* [Work to be completed]: Work out how many lines below hold the string "derive" and state only that figure.

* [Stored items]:
##############################

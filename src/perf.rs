// ==========================================
// 车队维修返工分析系统 - 性能统计
// ==========================================
// 职责: 分析请求耗时 + 读/写语句计数 + 慢查询日志
// 依赖: rusqlite `trace` 特性
// ==========================================

use rusqlite::Connection;
use std::cell::RefCell;
use std::sync::atomic::{AtomicU64, Ordering};
use std::time::{Duration, Instant};

/// 开关环境变量
pub const ENV_PERF_SQL: &str = "FLEET_REWORK_PERF_SQL";
/// 慢 SQL 阈值环境变量（毫秒）
pub const ENV_SLOW_SQL_MS: &str = "FLEET_REWORK_SLOW_SQL_MS";

/// 0 表示关闭统计
static SLOW_THRESHOLD_MS: AtomicU64 = AtomicU64::new(0);

/// 当前线程上正在计时的请求（可嵌套）
#[derive(Debug, Default, Clone, Copy)]
struct StatementTally {
    reads: u64,
    writes: u64,
    slow: u64,
}

thread_local! {
    static OPEN_SPANS: RefCell<Vec<StatementTally>> = RefCell::new(Vec::new());
}

fn with_open_spans(f: impl FnOnce(&mut StatementTally)) {
    OPEN_SPANS.with(|spans| {
        if let Some(outermost) = spans.borrow_mut().first_mut() {
            f(outermost);
        }
    });
}

// ==========================================
// SqlPerfSettings
// ==========================================
#[derive(Debug, Clone, Copy, PartialEq, Eq)]
pub struct SqlPerfSettings {
    pub enabled: bool,
    pub slow_sql_ms: u64,
}

impl SqlPerfSettings {
    /// Debug 构建默认开启（阈值 50ms）, Release 默认关闭（阈值 200ms）
    pub fn from_env() -> Self {
        let enabled = std::env::var(ENV_PERF_SQL)
            .map(|v| parse_flag(&v))
            .unwrap_or(cfg!(debug_assertions));
        let default_ms = if cfg!(debug_assertions) { 50 } else { 200 };
        let slow_sql_ms = std::env::var(ENV_SLOW_SQL_MS)
            .ok()
            .and_then(|v| v.trim().parse().ok())
            .filter(|ms: &u64| *ms > 0)
            .unwrap_or(default_ms);

        Self {
            enabled,
            slow_sql_ms,
        }
    }
}

fn parse_flag(raw: &str) -> bool {
    let raw = raw.trim();
    ["1", "true", "on", "yes", "sim"]
        .iter()
        .any(|t| raw.eq_ignore_ascii_case(t))
}

fn is_read_statement(sql: &str) -> bool {
    let head = sql.trim_start().get(..6).unwrap_or("");
    head.eq_ignore_ascii_case("select") || head.eq_ignore_ascii_case("pragma")
}

/// 单行展示, 超长截断
fn one_line(sql: &str, limit: usize) -> String {
    let mut out = String::with_capacity(sql.len().min(limit + 1));
    for (n, word) in sql.split_whitespace().enumerate() {
        if n > 0 {
            out.push(' ');
        }
        out.push_str(word);
    }
    match out.char_indices().nth(limit) {
        Some((cut, _)) => format!("{}…", &out[..cut]),
        None => out,
    }
}

/// 在连接上挂载 trace/profile 回调; 关闭时卸载
pub fn install_sqlite_tracing(conn: &mut Connection, settings: SqlPerfSettings) {
    if settings.enabled {
        SLOW_THRESHOLD_MS.store(settings.slow_sql_ms, Ordering::Relaxed);
        conn.trace(Some(on_statement));
        conn.profile(Some(on_statement_done));
    } else {
        SLOW_THRESHOLD_MS.store(0, Ordering::Relaxed);
        conn.trace(None);
        conn.profile(None);
    }
}

fn on_statement(sql: &str) {
    let read = is_read_statement(sql);
    with_open_spans(|tally| {
        if read {
            tally.reads += 1;
        } else {
            tally.writes += 1;
        }
    });
}

fn on_statement_done(sql: &str, took: Duration) {
    let threshold = SLOW_THRESHOLD_MS.load(Ordering::Relaxed);
    let took_ms = took.as_millis() as u64;
    if threshold == 0 || took_ms < threshold {
        return;
    }

    tracing::warn!(
        target: "slow_sql",
        took_ms,
        threshold_ms = threshold,
        sql = %one_line(sql, 400),
        "慢查询"
    );
    with_open_spans(|tally| tally.slow += 1);
}

// ==========================================
// PerfGuard - 请求耗时
// ==========================================
/// drop 时输出一条 `perf` 日志: 耗时、读/写语句数、慢查询数
///
/// 嵌套时语句只计入最外层请求
pub struct PerfGuard {
    op: &'static str,
    started: Instant,
}

impl PerfGuard {
    pub fn new(op: &'static str) -> Self {
        OPEN_SPANS.with(|spans| spans.borrow_mut().push(StatementTally::default()));
        Self {
            op,
            started: Instant::now(),
        }
    }
}

impl Drop for PerfGuard {
    fn drop(&mut self) {
        let tally = OPEN_SPANS
            .with(|spans| spans.borrow_mut().pop())
            .unwrap_or_default();

        tracing::info!(
            target: "perf",
            op = self.op,
            elapsed_ms = self.started.elapsed().as_millis() as u64,
            sql_reads = tally.reads,
            sql_writes = tally.writes,
            slow_sql = tally.slow,
            "分析请求完成"
        );
    }
}

#[cfg(test)]
mod tests {
    use super::*;

    #[test]
    fn test_one_line() {
        assert_eq!(one_line("SELECT  *\n  FROM t", 100), "SELECT * FROM t");
        assert_eq!(one_line("SELECT * FROM work_order", 6), "SELECT…");
    }

    #[test]
    fn test_flags_and_statement_kind() {
        assert!(parse_flag(" Sim "));
        assert!(!parse_flag("0"));
        assert!(is_read_statement("  select 1"));
        assert!(!is_read_statement("INSERT INTO parts_usage VALUES (1)"));
    }

    #[test]
    fn test_statements_counted_inside_guard() {
        let mut conn = Connection::open_in_memory().unwrap();
        install_sqlite_tracing(
            &mut conn,
            SqlPerfSettings {
                enabled: true,
                slow_sql_ms: 10_000,
            },
        );

        let _guard = PerfGuard::new("test");
        conn.execute_batch("CREATE TABLE t (x INTEGER); INSERT INTO t VALUES (1);")
            .unwrap();
        let n: i64 = conn.query_row("SELECT COUNT(*) FROM t", [], |r| r.get(0)).unwrap();
        assert_eq!(n, 1);

        let tally = OPEN_SPANS.with(|s| s.borrow().first().copied()).unwrap();
        assert!(tally.reads >= 1);
        assert!(tally.writes >= 1);
        assert_eq!(tally.slow, 0);
    }
}
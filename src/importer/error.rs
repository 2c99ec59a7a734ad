// ==========================================
// 车队维修返工分析系统 - 导入错误类型
// ==========================================
// 说明: 文件级错误终止该文件的导入; 行级错误计入 rejected 后继续
// ==========================================

use crate::repository::error::RepositoryError;
use thiserror::Error;

#[derive(Error, Debug)]
pub enum ImportError {
    // ===== 文件级 =====
    #[error("文件不存在: {0}")]
    FileNotFound(String),

    #[error("不支持的文件类型: {0:?}（支持 .csv / .xlsx / .xls）")]
    UnsupportedFormat(String),

    #[error("读取文件失败: {0}")]
    Io(#[from] std::io::Error),

    #[error("CSV 解析失败: {0}")]
    Csv(#[from] csv::Error),

    #[error("Excel 解析失败: {0}")]
    Excel(#[from] calamine::Error),

    #[error("工作簿为空: {0}")]
    EmptyWorkbook(String),

    #[error("无法识别的表头: 既不是工单导出也不是备件台账 ({0})")]
    UnknownLayout(String),

    // ===== 行级 =====
    #[error("第 {row} 行缺少必填列 {field}")]
    RequiredFieldMissing { row: usize, field: String },

    #[error("第 {row} 行列 {field} 的值无法解析: {value:?}")]
    InvalidValue {
        row: usize,
        field: String,
        value: String,
    },

    // ===== 写库 / 任务 =====
    #[error("写入数据库失败: {0}")]
    Storage(#[from] RepositoryError),

    #[error("导入任务异常退出: {0}")]
    TaskFailed(String),
}

/// Result 类型别名
pub type ImportResult<T> = Result<T, ImportError>;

##############################

* [Your solution]: 3